Troisième épisode : rebondissement
Le 25 novembre, contre toute attente et par trois voix contre deux, les Lords refusent l'immunité à Pinochet. En théorie, il va donc pouvoir être extradé vers l'Espagne pour y être jugé. Dans la réalité, le feuilleton n'est pas terminé. Il reste au Ministre Britannique del'Intérieur, Jack Straw, à se prononcer sur le renvoi de Pinochet au Chili pour raisons de santé. Cet homme, réputé pour son intégrité, s'est donné jusqu'au 11 décembre pour rendre sa décision. A cette date, même si l'extradition est acceptée, l'ancien dictateur chilien risque d'attendre encore de longues années avant d'être jugé, car ses avocats disposent de nombreuses armes pour retarder le procès.
Quatrième épisode : les limites de l'immunité
En 1961, la Convention de Vienne sur les relations diplomatiques accorde l'immunité aux diplomates en déplacement à l'étranger. Cela signifie qu'ils ne peuvent être poursuivis que la justice de leur pays d'origine. Par extension, l'immunité est accordée aux Chefs d'État. Or à Londres, les Lords ont estimé, à l'inverse de la Haute Cour de Justice, que le général Pinochet ne pouvait bénéficier de l'immunité car les actes de génocide, de torture et de kidnapping ne font pas partie des prérogatives d'un chef d'État.
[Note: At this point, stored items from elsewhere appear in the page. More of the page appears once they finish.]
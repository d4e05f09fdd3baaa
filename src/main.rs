// src/main.rs
//
// Grapheur — point d'entrée CLI
// -----------------------------
// Rôle:
// - exposer le noyau (validation, évaluation, échantillonnage) en ligne de
//   commande, pour exercice manuel et scripts
// - `eval`  : une expression + une valeur de x => un résultat
// - `trace` : une expression + [xmin, xmax] => les couples x;y du tracé
//
// IMPORTANT (structure projet):
// - Toute la logique vit dans src/noyau/ ; ici, entrée/sortie seulement.
// - La composition graphique de l'expression et le rendu du tracé sont des
//   collaborateurs externes : ils consomment la même API publique du noyau.

mod noyau;

use clap::{Parser, Subcommand};
use tracing_subscriber::EnvFilter;

use noyau::{echantillons_x, echantillons_y, evaluer, valider};

#[derive(Parser)]
#[command(name = "grapheur", version, about = "Noyau d'évaluation d'expressions à une variable")]
struct Cli {
    #[command(subcommand)]
    commande: Commande,
}

#[derive(Subcommand)]
enum Commande {
    /// Évalue une expression pour une valeur de x
    Eval {
        /// Expression (chiffres, '.', x, E±exposant, + - * / ^ mod,
        /// ln log sin cos tan asin acos atan sqrt, parenthèses)
        #[arg(allow_hyphen_values = true)]
        expression: String,

        /// Valeur liée à la variable x
        #[arg(short, long, default_value_t = 0.0)]
        x: f64,
    },

    /// Échantillonne une expression sur [xmin, xmax) et imprime les couples x;y
    Trace {
        /// Expression contenant la variable x
        #[arg(allow_hyphen_values = true)]
        expression: String,

        #[arg(long, default_value_t = -10.0, allow_hyphen_values = true)]
        xmin: f64,

        #[arg(long, default_value_t = 10.0, allow_hyphen_values = true)]
        xmax: f64,
    },
}

fn main() {
    tracing_subscriber::fmt()
        .with_env_filter(EnvFilter::from_default_env())
        .init();

    let cli = Cli::parse();

    match cli.commande {
        Commande::Eval { expression, x } => {
            // pré-validation obligatoire avant évaluation
            if !valider(&expression) {
                eprintln!("expression invalide: {expression:?}");
                std::process::exit(1);
            }

            match evaluer(&expression, x) {
                Ok(v) => println!("{v}"),
                Err(e) => {
                    eprintln!("{e}");
                    std::process::exit(1);
                }
            }
        }

        Commande::Trace {
            expression,
            xmin,
            xmax,
        } => {
            let xs = echantillons_x(xmin, xmax);
            if xs.is_empty() {
                eprintln!("domaine vide: xmin={xmin} xmax={xmax}");
                std::process::exit(1);
            }

            match echantillons_y(&expression, xmin, xmax) {
                Ok(ys) => {
                    for (x, y) in xs.iter().zip(ys.iter()) {
                        println!("{x};{y}");
                    }
                }
                Err(e) => {
                    eprintln!("{e}");
                    std::process::exit(1);
                }
            }
        }
    }
}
D'autre part, les juges n'ont pas cédé aux sollicitations de l'actuel gouvernement chilien, qui souhaite que Pinochet soit jugé dans son pays. En effet, le Chili ne reconnaît pas à l'Angleterre de compétences pour juger l'ancien dictateur. Or, les Lords ont estimé qu'en matière d'atteinte grave aux droits de l'homme, le droit international supplantait le droit national. Ce principe de compétence universelle a été évoqué pour la première fois en 1948, lors de la convention de l'ONU contre le génocide. Il a été rappelé en 1984, dans la convention de New York contre la torture. Dans les faits, ce principe n'a été appliqué qu'une seule fois, lors du procès Eichmann en 1961 : la justice israélienne a été saisie pour se prononcer sur des crimes commis hors de son territoire sur des personnes qui n'étaient pas israéliennes.
Cinquième épisode : une menace pour tous les dictateurs.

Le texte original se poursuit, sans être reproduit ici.